The problem is I think he’s married to his job. He says he wants to be home with me once we are married. But then he says that once his work slows down, he won’t earn as much.

I’m not sure how I can do this, with him working in one state and living in another. Sometimes I wonder if he’s really in love with me or if he’s stringing me along. How can I be with him if I never see him?

– Hearts Awaiting

Dear Hearts Awaiting: If a “little voice” is telling you this man may be stringing you along, make no hasty decisions. It’s important that you visit him at his home at least a few times, get to know his friends and family, if he has any, and see how you would fit in.

You also need to decide how you would spend your “alone” time while he’s working. If you are an independent type, you’ll be able to fill the time. But if you’re not, you’d be miserable. So look before you leap to the altar.

People think he’s gay

Dear Abby: I am an educated, open-minded, well-spoken, well-mannered single man.
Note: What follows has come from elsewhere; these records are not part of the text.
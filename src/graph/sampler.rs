use tracing::debug;

use crate::dsp::resample::Resampler;
use crate::error::{BuildError, ControlError};
use crate::graph::control::GeneratorControl;
use crate::graph::node::Generator;
use crate::sample::{DecodedAudio, StereoSample};

/*
SamplerNode
===========

Plays a decoded track into the graph, resampling from the track's native
rate to the engine rate. The node outlives its material: it can be built
silent and handed a source later, a finished one-shot keeps producing
silence instead of leaving a hole in the graph, and SetSource swaps the
track while the patch runs. Loop region and speed belong to the node, so a
source swap restarts playback at the top with both intact, which also
means a replacement track too short for the stored loop region is refused.
*/
pub struct SamplerNode {
    resampler: Option<Resampler>,
    engine_rate: f64,
    loop_start: usize,
    loop_end: usize,
    speed: f64,
}

impl SamplerNode {
    /// `loop_end == 0` plays the track once; otherwise playback cycles
    /// through `loop_start..loop_end` forever.
    pub fn new(
        source: &DecodedAudio,
        engine_rate: f64,
        loop_start: usize,
        loop_end: usize,
    ) -> Result<Self, BuildError> {
        let resampler = Resampler::new(source, engine_rate, loop_start, loop_end)?;
        debug!(
            len = source.len(),
            source_rate = source.sample_rate(),
            engine_rate,
            loop_start,
            loop_end,
            "sampler built"
        );
        Ok(Self {
            resampler: Some(resampler),
            engine_rate,
            loop_start,
            loop_end,
            speed: 1.0,
        })
    }

    /// A sampler with no material: silence until a
    /// [`SetSource`](GeneratorControl::SetSource) arrives.
    pub fn silent(engine_rate: f64) -> Result<Self, BuildError> {
        if !engine_rate.is_finite() || engine_rate <= 0.0 {
            return Err(BuildError::InvalidSampleRate(engine_rate));
        }
        debug!(engine_rate, "sampler built without a source");
        Ok(Self {
            resampler: None,
            engine_rate,
            loop_start: 0,
            loop_end: 0,
            speed: 1.0,
        })
    }

    /// True when there is nothing left to play: no source, or a one-shot
    /// that has run off the end of its track.
    pub fn is_done(&self) -> bool {
        self.resampler.as_ref().map_or(true, Resampler::is_done)
    }
}

impl Generator for SamplerNode {
    fn produce(&mut self) -> StereoSample {
        match &mut self.resampler {
            Some(resampler) => resampler.produce(),
            None => StereoSample::ZERO,
        }
    }

    fn control(&mut self, control: GeneratorControl) -> Result<(), ControlError> {
        match control {
            GeneratorControl::SetSpeed(multiplier) => {
                self.speed = multiplier;
                if let Some(resampler) = &mut self.resampler {
                    resampler.set_speed(multiplier);
                }
                Ok(())
            }
            GeneratorControl::SetSource(source) => {
                let mut resampler =
                    Resampler::new(&source, self.engine_rate, self.loop_start, self.loop_end)
                        .map_err(|error| ControlError::Rejected {
                            kind: "sampler",
                            control: "SetSource",
                            source: error,
                        })?;
                resampler.set_speed(self.speed);
                self.resampler = Some(resampler);
                debug!(len = source.len(), "sampler source replaced");
                Ok(())
            }
            GeneratorControl::SetFrequency(_) => Err(ControlError::Unsupported {
                kind: "sampler",
                control: "SetFrequency",
            }),
        }
    }
}
use std::iter::Sum;
use std::ops::{Add, AddAssign, Mul, MulAssign, Neg, Sub};
use std::sync::Arc;

#[cfg(feature = "serde")]
use serde::{Deserialize, Serialize};

use crate::error::BuildError;

/// One tick's worth of audio: a left/right amplitude pair, nominally in [-1, 1].
///
/// Everything in the engine speaks this type. It is plain data; all the
/// arithmetic a signal path needs (mixing, scaling, ring-style products) is
/// on the operators so DSP code stays close to the difference equations it
/// implements.
#[cfg_attr(feature = "serde", derive(Serialize, Deserialize))]
#[derive(Debug, Clone, Copy, PartialEq, Default)]
pub struct StereoSample {
    pub left: f32,
    pub right: f32,
}

impl StereoSample {
    pub const ZERO: StereoSample = StereoSample {
        left: 0.0,
        right: 0.0,
    };

    pub const fn new(left: f32, right: f32) -> Self {
        Self { left, right }
    }

    /// Splits a mono amplitude across both channels at equal power
    /// (-3 dB per side, so the pair sums back to the source level).
    pub fn from_mono(value: f32) -> Self {
        let side = value * std::f32::consts::FRAC_1_SQRT_2;
        Self::new(side, side)
    }

    /// Channel sum folded back to mono.
    pub fn to_mono(self) -> f32 {
        (self.left + self.right) * std::f32::consts::FRAC_1_SQRT_2
    }

    /// Largest channel magnitude, the value meters care about.
    pub fn peak(self) -> f32 {
        self.left.abs().max(self.right.abs())
    }
}

impl Add for StereoSample {
    type Output = StereoSample;

    fn add(self, rhs: StereoSample) -> StereoSample {
        StereoSample::new(self.left + rhs.left, self.right + rhs.right)
    }
}

impl AddAssign for StereoSample {
    fn add_assign(&mut self, rhs: StereoSample) {
        self.left += rhs.left;
        self.right += rhs.right;
    }
}

impl Sub for StereoSample {
    type Output = StereoSample;

    fn sub(self, rhs: StereoSample) -> StereoSample {
        StereoSample::new(self.left - rhs.left, self.right - rhs.right)
    }
}

/// Per-channel product: amplitude modulation of one signal by another.
impl Mul for StereoSample {
    type Output = StereoSample;

    fn mul(self, rhs: StereoSample) -> StereoSample {
        StereoSample::new(self.left * rhs.left, self.right * rhs.right)
    }
}

impl Mul<f32> for StereoSample {
    type Output = StereoSample;

    fn mul(self, rhs: f32) -> StereoSample {
        StereoSample::new(self.left * rhs, self.right * rhs)
    }
}

impl MulAssign<f32> for StereoSample {
    fn mul_assign(&mut self, rhs: f32) {
        self.left *= rhs;
        self.right *= rhs;
    }
}

impl Neg for StereoSample {
    type Output = StereoSample;

    fn neg(self) -> StereoSample {
        StereoSample::new(-self.left, -self.right)
    }
}

impl Sum for StereoSample {
    fn sum<I: Iterator<Item = StereoSample>>(iter: I) -> StereoSample {
        iter.fold(StereoSample::ZERO, |acc, s| acc + s)
    }
}

/// An ordered run of samples; index order is playback order.
pub type Track = Vec<StereoSample>;

/// Already-decoded audio as handed over by a file-decoding collaborator:
/// normalized stereo samples plus the rate they were captured at.
///
/// The samples live behind an `Arc` so every player reading the track shares
/// one buffer; nothing in the engine copies sample data. Decoding itself
/// (container parsing, bit depth, channel folding) happens upstream; by the
/// time audio reaches this type it is plain stereo in [-1, 1].
#[derive(Debug, Clone)]
pub struct DecodedAudio {
    samples: Arc<[StereoSample]>,
    sample_rate: u32,
}

impl DecodedAudio {
    /// Takes ownership of a decoded track. Rejects the two states a decoder
    /// can hand over that the engine cannot play: an empty track and a zero
    /// sample rate.
    pub fn new(track: Track, sample_rate: u32) -> Result<Self, BuildError> {
        if track.is_empty() {
            return Err(BuildError::EmptyTrack);
        }
        if sample_rate == 0 {
            return Err(BuildError::ZeroSampleRate);
        }
        Ok(Self {
            samples: track.into(),
            sample_rate,
        })
    }

    /// A shared handle to the sample buffer (cheap, no copy).
    pub fn samples(&self) -> Arc<[StereoSample]> {
        Arc::clone(&self.samples)
    }

    pub fn sample_rate(&self) -> u32 {
        self.sample_rate
    }

    pub fn len(&self) -> usize {
        self.samples.len()
    }

    pub fn is_empty(&self) -> bool {
        self.samples.is_empty()
    }
}

#[cfg(test)]
mod tests {
    use super::*;
    use approx::assert_relative_eq;

    #[test]
    fn mix_is_per_channel_sum() {
        let a = StereoSample::new(0.25, -0.5);
        let b = StereoSample::new(0.5, 0.25);

        let sum = a + b;
        assert_relative_eq!(sum.left, 0.75);
        assert_relative_eq!(sum.right, -0.25);

        let mut acc = StereoSample::ZERO;
        acc += a;
        acc += b;
        assert_eq!(acc, sum);
    }

    #[test]
    fn product_modulates_per_channel() {
        let carrier = StereoSample::new(0.8, -0.8);
        let envelope = StereoSample::new(0.5, 0.25);

        let out = carrier * envelope;
        assert_relative_eq!(out.left, 0.4);
        assert_relative_eq!(out.right, -0.2);
    }

    #[test]
    fn mono_split_preserves_power() {
        let s = StereoSample::from_mono(1.0);

        // left² + right² == 1² for an equal-power split
        let power = s.left * s.left + s.right * s.right;
        assert_relative_eq!(power, 1.0, epsilon = 1e-6);
        assert_relative_eq!(s.to_mono(), 1.0, epsilon = 1e-6);
    }

    #[test]
    fn sum_folds_an_iterator() {
        let parts = [
            StereoSample::new(0.1, 0.0),
            StereoSample::new(0.2, 0.5),
            StereoSample::new(-0.1, 0.5),
        ];

        let total: StereoSample = parts.into_iter().sum();
        assert_relative_eq!(total.left, 0.2);
        assert_relative_eq!(total.right, 1.0);
    }

    #[test]
    fn decoded_audio_rejects_empty_track() {
        assert!(DecodedAudio::new(Track::new(), 44_100).is_err());
    }

    #[test]
    fn decoded_audio_rejects_zero_rate() {
        let track = vec![StereoSample::ZERO; 8];
        assert!(DecodedAudio::new(track, 0).is_err());
    }

    #[test]
    fn decoded_audio_shares_one_buffer() {
        let track = vec![StereoSample::from_mono(0.5); 16];
        let audio = DecodedAudio::new(track, 48_000).unwrap();

        let a = audio.samples();
        let b = audio.samples();
        assert!(Arc::ptr_eq(&a, &b));
        assert_eq!(audio.len(), 16);
    }
}
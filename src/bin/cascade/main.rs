//! cascade - vocoder playback demo
//!
//! Run with: cargo run --bin cascade
//! Set RUST_LOG=debug to see the band table and graph wiring.

use std::thread;
use std::time::Duration;

use color_eyre::eyre::{eyre, Result as EyreResult, WrapErr};
use cpal::traits::{DeviceTrait, HostTrait, StreamTrait};
use tracing::info;
use tracing_subscriber::EnvFilter;

use cascade_dsp::dsp::Waveform;
use cascade_dsp::graph::oscillator::OscNode;
use cascade_dsp::graph::{GeneratorControl, Node};
use cascade_dsp::vocoder::Vocoder;

const BANDS: usize = 16;

fn main() -> EyreResult<()> {
    color_eyre::install()?;
    tracing_subscriber::fmt()
        .with_env_filter(
            EnvFilter::try_from_default_env().unwrap_or_else(|_| EnvFilter::new("info")),
        )
        .init();

    let host = cpal::default_host();
    let device = host
        .default_output_device()
        .ok_or_else(|| eyre!("no default output device available"))?;
    let config = device
        .default_output_config()
        .wrap_err("failed to fetch default output config")?;

    let sample_rate = f64::from(config.sample_rate().0);
    let channels = config.channels() as usize;
    info!(sample_rate, channels, "audio device ready");

    // A bright drone as program material; its harmonic comb gives every
    // band something to follow.
    let modulator = Node::generator(OscNode::new(Waveform::Sawtooth, 110.0, sample_rate)?);
    let vocoder = Vocoder::new(modulator, BANDS, sample_rate)?;
    let modulator_id = vocoder.modulator();

    let (mut patch, mut carriers) = vocoder.split()?;
    let mut voice = patch.controller(modulator_id)?;

    let stream = device.build_output_stream(
        &config.into(),
        move |data: &mut [f32], _| {
            for frame in data.chunks_mut(channels) {
                let sample = patch.tick();
                frame[0] = sample.left;
                if channels > 1 {
                    frame[1] = sample.right;
                }
            }
        },
        |err| eprintln!("audio error: {err}"),
        None,
    )?;
    stream.play().wrap_err("failed to start playback")?;

    // Walk the modulator up an arpeggio while the carrier bank sweeps from
    // an octave below back past unison.
    let notes = [110.0, 130.81, 164.81, 220.0];
    for (step, &note) in notes.iter().cycle().take(20).enumerate() {
        voice.send(GeneratorControl::SetFrequency(note));
        let cents = -1200.0 + 120.0 * step as f64;
        carriers.set_offset(cents);
        info!(note, cents, "retuned");
        thread::sleep(Duration::from_millis(500));
    }

    Ok(())
}
use crate::error::BuildError;
use crate::sample::StereoSample;

#[derive(Debug, Clone, Copy, PartialEq, Eq)]
enum Stage {
    Attack,
    Decay,
    Sustain,
    Release,
    Stopped,
}

/*
Piecewise-linear gain envelope:

      1.0 -|    /\
           |   /  \______________
  sustain -|  /                  \
           | /                    \
      0.0 -|/                      \________
            attack decay  sustain   release

Attack, decay and release are wall-clock seconds converted to a per-sample
slope at construction; sustain is a level in dB (clamped to 0 dB or less)
converted to linear gain. Each slope is fixed, so releasing early or
retriggering mid-tail keeps the same steepness rather than the same
duration. Stage durations are clamped to at least one sample so no slope
is ever infinite.
*/
pub struct Adsr {
    stage: Stage,
    gain: f32,
    sustain: f32,
    attack_step: f32,
    decay_step: f32,
    release_step: f32,
}

impl Adsr {
    /// Times are in seconds, sustain in dB relative to full scale. The
    /// envelope opens in its attack stage, matching a note that starts
    /// sounding the moment it exists.
    pub fn new(
        attack: f32,
        decay: f32,
        sustain_db: f32,
        release: f32,
        sample_rate: f64,
    ) -> Result<Self, BuildError> {
        if !sample_rate.is_finite() || sample_rate <= 0.0 {
            return Err(BuildError::InvalidSampleRate(sample_rate));
        }
        let rate = sample_rate as f32;
        let floor = 1.0 / rate;
        let attack = attack.max(floor);
        let decay = decay.max(floor);
        let release = release.max(floor);
        let sustain = db_to_linear(sustain_db.min(0.0));

        Ok(Self {
            stage: Stage::Attack,
            gain: 0.0,
            sustain,
            attack_step: 1.0 / (attack * rate),
            decay_step: (sustain - 1.0) / (decay * rate),
            release_step: -sustain / (release * rate),
        })
    }

    pub fn filter(&mut self, input: StereoSample) -> StereoSample {
        let out = input * self.gain;
        self.advance();
        out
    }

    /// Restarts the attack ramp from the current level, so retriggering
    /// during the tail does not click back through silence.
    pub fn trigger(&mut self) {
        self.stage = Stage::Attack;
    }

    pub fn release(&mut self) {
        self.stage = Stage::Release;
    }

    pub fn is_stopped(&self) -> bool {
        self.stage == Stage::Stopped
    }

    pub fn gain(&self) -> f32 {
        self.gain
    }

    fn advance(&mut self) {
        match self.stage {
            Stage::Attack => {
                self.gain += self.attack_step;
                if self.gain >= 1.0 {
                    self.gain = 1.0;
                    self.stage = Stage::Decay;
                }
            }
            Stage::Decay => {
                self.gain += self.decay_step;
                if self.gain <= self.sustain {
                    self.gain = self.sustain;
                    self.stage = Stage::Sustain;
                }
            }
            Stage::Sustain => {}
            Stage::Release => {
                self.gain += self.release_step;
                if self.gain <= 0.0 {
                    self.gain = 0.0;
                    self.stage = Stage::Stopped;
                }
            }
            Stage::Stopped => {}
        }
    }
}

fn db_to_linear(db: f32) -> f32 {
    10f32.powf(db / 20.0)
}
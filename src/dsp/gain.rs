use crate::sample::StereoSample;

/// Scales both channels by a single factor. A negative gain inverts the
/// signal's polarity.
#[derive(Debug, Clone)]
pub struct Gain {
    gain: f32,
}

impl Gain {
    pub fn new(gain: f32) -> Self {
        Self { gain }
    }

    pub fn gain(&self) -> f32 {
        self.gain
    }

    pub fn set_gain(&mut self, gain: f32) {
        self.gain = gain;
    }

    pub fn filter(&mut self, input: StereoSample) -> StereoSample {
        input * self.gain
    }
}

#[cfg(test)]
mod tests {
    use super::*;
    use approx::assert_relative_eq;

    #[test]
    fn scales_both_channels() {
        let mut gain = Gain::new(0.5);
        let out = gain.filter(StereoSample::new(0.8, -0.4));

        assert_relative_eq!(out.left, 0.4);
        assert_relative_eq!(out.right, -0.2);
    }

    #[test]
    fn negative_gain_inverts_polarity() {
        let mut gain = Gain::new(-1.0);
        let out = gain.filter(StereoSample::new(0.3, -0.7));

        assert_relative_eq!(out.left, -0.3);
        assert_relative_eq!(out.right, 0.7);
    }

    #[test]
    fn set_gain_takes_effect_next_sample() {
        let mut gain = Gain::new(1.0);
        let x = StereoSample::new(0.5, 0.5);

        assert_eq!(gain.filter(x), x);
        gain.set_gain(2.0);
        assert_relative_eq!(gain.filter(x).left, 1.0);
    }
}
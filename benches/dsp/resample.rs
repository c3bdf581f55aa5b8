//! Benchmarks for track resampling.

use std::hint::black_box;

use criterion::{BenchmarkId, Criterion};

use cascade_dsp::dsp::resample::Resampler;
use cascade_dsp::sample::{DecodedAudio, StereoSample};

use crate::BLOCK_SIZES;

/// One second of material at the given rate.
fn source(rate: u32) -> DecodedAudio {
    let track = (0..rate as usize)
        .map(|n| StereoSample::from_mono((n as f32 * 0.001).sin()))
        .collect();
    DecodedAudio::new(track, rate).unwrap()
}

pub fn bench_resample(c: &mut Criterion) {
    let mut group = c.benchmark_group("dsp/resample");

    for &size in BLOCK_SIZES {
        // Non-integral rate ratio: every tick interpolates between samples.
        let audio = source(44_100);
        let mut converting = Resampler::new(&audio, 48_000.0, 0, audio.len()).unwrap();
        group.bench_with_input(BenchmarkId::new("looped_44k1", size), &size, |b, &size| {
            b.iter(|| {
                for _ in 0..size {
                    black_box(converting.produce());
                }
            })
        });

        let audio = source(48_000);
        let mut matched = Resampler::new(&audio, 48_000.0, 0, audio.len()).unwrap();
        group.bench_with_input(BenchmarkId::new("looped_48k", size), &size, |b, &size| {
            b.iter(|| {
                for _ in 0..size {
                    black_box(matched.produce());
                }
            })
        });
    }

    group.finish();
}
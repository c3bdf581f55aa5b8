//! Whole-patch scenario benchmarks.
//!
//! These model assembled graphs rather than lone primitives: a full vocoder
//! bank, and a hand-wired mixing patch with several voices.

mod patch;
mod vocoder;

pub use patch::bench_patch;
pub use vocoder::bench_vocoder;
use crate::dsp::oscillator::{Oscillator, Waveform};
use crate::error::{BuildError, ControlError};
use crate::graph::control::GeneratorControl;
use crate::graph::node::Generator;
use crate::sample::StereoSample;

/// [`Oscillator`] as a graph generator. Answers
/// [`GeneratorControl::SetFrequency`], which is how a vocoder retunes its
/// carrier bank while the patch runs.
pub struct OscNode {
    osc: Oscillator,
}

impl OscNode {
    pub fn new(waveform: Waveform, frequency: f64, sample_rate: f64) -> Result<Self, BuildError> {
        Ok(Self {
            osc: Oscillator::new(waveform, frequency, sample_rate)?,
        })
    }

    /// Picks the noise stream for [`Waveform::Noise`]; the other shapes
    /// ignore it.
    pub fn with_seed(mut self, seed: u32) -> Self {
        self.osc = self.osc.with_seed(seed);
        self
    }
}

impl Generator for OscNode {
    fn produce(&mut self) -> StereoSample {
        self.osc.produce()
    }

    fn control(&mut self, control: GeneratorControl) -> Result<(), ControlError> {
        match control {
            GeneratorControl::SetFrequency(frequency) => {
                self.osc.set_frequency(frequency);
                Ok(())
            }
            other => Err(ControlError::Unsupported {
                kind: "oscillator",
                control: other.name(),
            }),
        }
    }
}

#[cfg(test)]
mod tests {
    use super::*;
    use crate::DEFAULT_SAMPLE_RATE;

    #[test]
    fn matches_the_raw_oscillator() {
        let mut node = OscNode::new(Waveform::Sawtooth, 440.0, DEFAULT_SAMPLE_RATE).unwrap();
        let mut raw = Oscillator::new(Waveform::Sawtooth, 440.0, DEFAULT_SAMPLE_RATE).unwrap();

        for _ in 0..64 {
            assert_eq!(node.produce(), raw.produce());
        }
    }

    #[test]
    fn retunes_mid_stream() {
        // A quarter of the sample rate: sawtooth steps of 0.5 per tick.
        let rate = DEFAULT_SAMPLE_RATE;
        let mut node = OscNode::new(Waveform::Sawtooth, rate / 4.0, rate).unwrap();

        let before = node.produce();
        node.control(GeneratorControl::SetFrequency(rate / 2.0)).unwrap();
        let after = node.produce();

        // Phase continues from where it was; only the step size changed.
        assert_eq!(before, StereoSample::from_mono(-1.0));
        assert_eq!(after, StereoSample::from_mono(-0.5));
    }

    #[test]
    fn refuses_sampler_controls() {
        let mut node = OscNode::new(Waveform::Sine, 440.0, DEFAULT_SAMPLE_RATE).unwrap();
        assert!(matches!(
            node.control(GeneratorControl::SetSpeed(2.0)),
            Err(ControlError::Unsupported {
                kind: "oscillator",
                control: "SetSpeed",
            })
        ));
    }
}
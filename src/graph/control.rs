use std::sync::atomic::{AtomicU64, Ordering};
use std::sync::Arc;

#[cfg(feature = "rtrb")]
use rtrb::{Consumer, Producer, PushError, RingBuffer};
#[cfg(feature = "rtrb")]
use tracing::warn;

#[cfg(feature = "rtrb")]
use crate::graph::patch::NodeId;
use crate::sample::{DecodedAudio, StereoSample};

/*
Typed node control
==================

Concrete generators and modifiers each answer a different subset of
operations: an oscillator retunes, a sampler swaps sources, a filter moves
its band. Callers that only hold a role handle (the patch, a vocoder, a UI
thread) still need to reach those operations, so the whole vocabulary lives
in two closed enums, one per role. A kind that does not answer a message
returns a typed error instead of silently ignoring it, and adding a new
message fails to compile until every kind has chosen an answer.
*/

/// Operations a [`Generator`](crate::graph::Generator) may answer.
#[derive(Debug, Clone)]
pub enum GeneratorControl {
    /// Retune an oscillator, in Hz. Negative runs the waveform backwards.
    SetFrequency(f64),
    /// Scale a player's playback rate (1.0 = recorded speed).
    SetSpeed(f64),
    /// Replace a player's source wholesale; playback restarts at the top.
    SetSource(DecodedAudio),
}

impl GeneratorControl {
    pub fn name(&self) -> &'static str {
        match self {
            GeneratorControl::SetFrequency(_) => "SetFrequency",
            GeneratorControl::SetSpeed(_) => "SetSpeed",
            GeneratorControl::SetSource(_) => "SetSource",
        }
    }
}

/// Operations a [`Modifier`](crate::graph::Modifier) may answer.
#[derive(Debug, Clone, Copy, PartialEq)]
pub enum ModifierControl {
    /// Rescale a gain stage (negative inverts polarity).
    SetGain(f32),
    /// Change an echo's feedback ratio.
    SetRatio(f32),
    /// Move a band-pass filter's center frequency, in Hz.
    SetCenter(f64),
    /// Change a band-pass filter's quality factor.
    SetQuality(f64),
    /// Restart an envelope's attack stage.
    Trigger,
    /// Start an envelope's release stage.
    Release,
}

impl ModifierControl {
    pub fn name(&self) -> &'static str {
        match self {
            ModifierControl::SetGain(_) => "SetGain",
            ModifierControl::SetRatio(_) => "SetRatio",
            ModifierControl::SetCenter(_) => "SetCenter",
            ModifierControl::SetQuality(_) => "SetQuality",
            ModifierControl::Trigger => "Trigger",
            ModifierControl::Release => "Release",
        }
    }
}

/// A control message addressed to one node, tagged with the role it is for.
#[derive(Debug, Clone)]
pub enum NodeControl {
    Generator(GeneratorControl),
    Modifier(ModifierControl),
}

impl NodeControl {
    pub fn name(&self) -> &'static str {
        match self {
            NodeControl::Generator(control) => control.name(),
            NodeControl::Modifier(control) => control.name(),
        }
    }
}

impl From<GeneratorControl> for NodeControl {
    fn from(control: GeneratorControl) -> Self {
        NodeControl::Generator(control)
    }
}

impl From<ModifierControl> for NodeControl {
    fn from(control: ModifierControl) -> Self {
        NodeControl::Modifier(control)
    }
}

/// A slot one node overwrites with its sample every tick, readable from any
/// thread; a meter or scope probe, not a signal path.
///
/// Both channels are packed as `f32` bit patterns into a single atomic, so a
/// reader always sees a coherent pair rather than one channel from tick `n`
/// and the other from tick `n+1`.
#[derive(Debug, Clone)]
pub struct Tap {
    slot: Arc<AtomicU64>,
}

impl Tap {
    pub(crate) fn new() -> Self {
        // 0u64 unpacks to (0.0, 0.0): silence until the first tick.
        Self {
            slot: Arc::new(AtomicU64::new(0)),
        }
    }

    pub(crate) fn publish(&self, sample: StereoSample) {
        let bits = (u64::from(sample.left.to_bits()) << 32) | u64::from(sample.right.to_bits());
        self.slot.store(bits, Ordering::Relaxed);
    }

    /// The most recently published sample.
    pub fn read(&self) -> StereoSample {
        let bits = self.slot.load(Ordering::Relaxed);
        StereoSample::new(f32::from_bits((bits >> 32) as u32), f32::from_bits(bits as u32))
    }
}

#[cfg(feature = "rtrb")]
const CONTROL_QUEUE_SIZE: usize = 64;

/// The sending half of one node's control inbox.
///
/// Obtained from [`Patch::controller`](crate::graph::Patch::controller) and
/// free to live on another thread; queued messages are applied at the top of
/// the node's next tick.
#[cfg(feature = "rtrb")]
pub struct Controller {
    node: NodeId,
    tx: Producer<NodeControl>,
}

#[cfg(feature = "rtrb")]
impl Controller {
    pub(crate) fn attach(node: NodeId) -> (Self, Consumer<NodeControl>) {
        let (tx, rx) = RingBuffer::new(CONTROL_QUEUE_SIZE);
        (Self { node, tx }, rx)
    }

    pub fn node(&self) -> NodeId {
        self.node
    }

    /// Queues a message for the node's next tick. Never blocks: when the
    /// inbox is full the message is dropped here, with a warning, rather
    /// than stalling the sender or the audio thread.
    pub fn send(&mut self, control: impl Into<NodeControl>) {
        if let Err(PushError::Full(control)) = self.tx.push(control.into()) {
            warn!(node = ?self.node, control = control.name(), "control inbox full, message dropped");
        }
    }
}
//! Benchmarks for the feedback echo.

use std::hint::black_box;

use criterion::{BenchmarkId, Criterion};

use cascade_dsp::dsp::echo::Echo;
use cascade_dsp::sample::StereoSample;

use crate::BLOCK_SIZES;

pub fn bench_echo(c: &mut Criterion) {
    let mut group = c.benchmark_group("dsp/echo");

    for &size in BLOCK_SIZES {
        let input: Vec<StereoSample> = (0..size)
            .map(|i| StereoSample::from_mono((i as f32 * 0.37).sin()))
            .collect();

        // 100ms at 48kHz.
        let mut echo = Echo::new(4_800, 0.4).unwrap();
        group.bench_with_input(BenchmarkId::new("feedback", size), &size, |b, _| {
            b.iter(|| {
                for &sample in &input {
                    black_box(echo.filter(black_box(sample)));
                }
            })
        });
    }

    group.finish();
}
My problem is that people – especially women – think I’m gay. This issue has prohibited me from dating because ladies see me as a peer instead of potential partner. Please don’t think I am anti-gay. I have several gay friends. I don’t think my speech inflections or mannerisms make people assume this. I don’t know what to do. Help!

– Straight, But Not Narrow In Alabama

Dear Straight: Because there appears to be some confusion about your sexual orientation, I recommend you talk frankly with some of your female and male friends and ask what it is about you that has created this impression. Obviously there is something about the way you present yourself that’s causing it, and the quickest way to find out what it is would be to ask the people who know you best.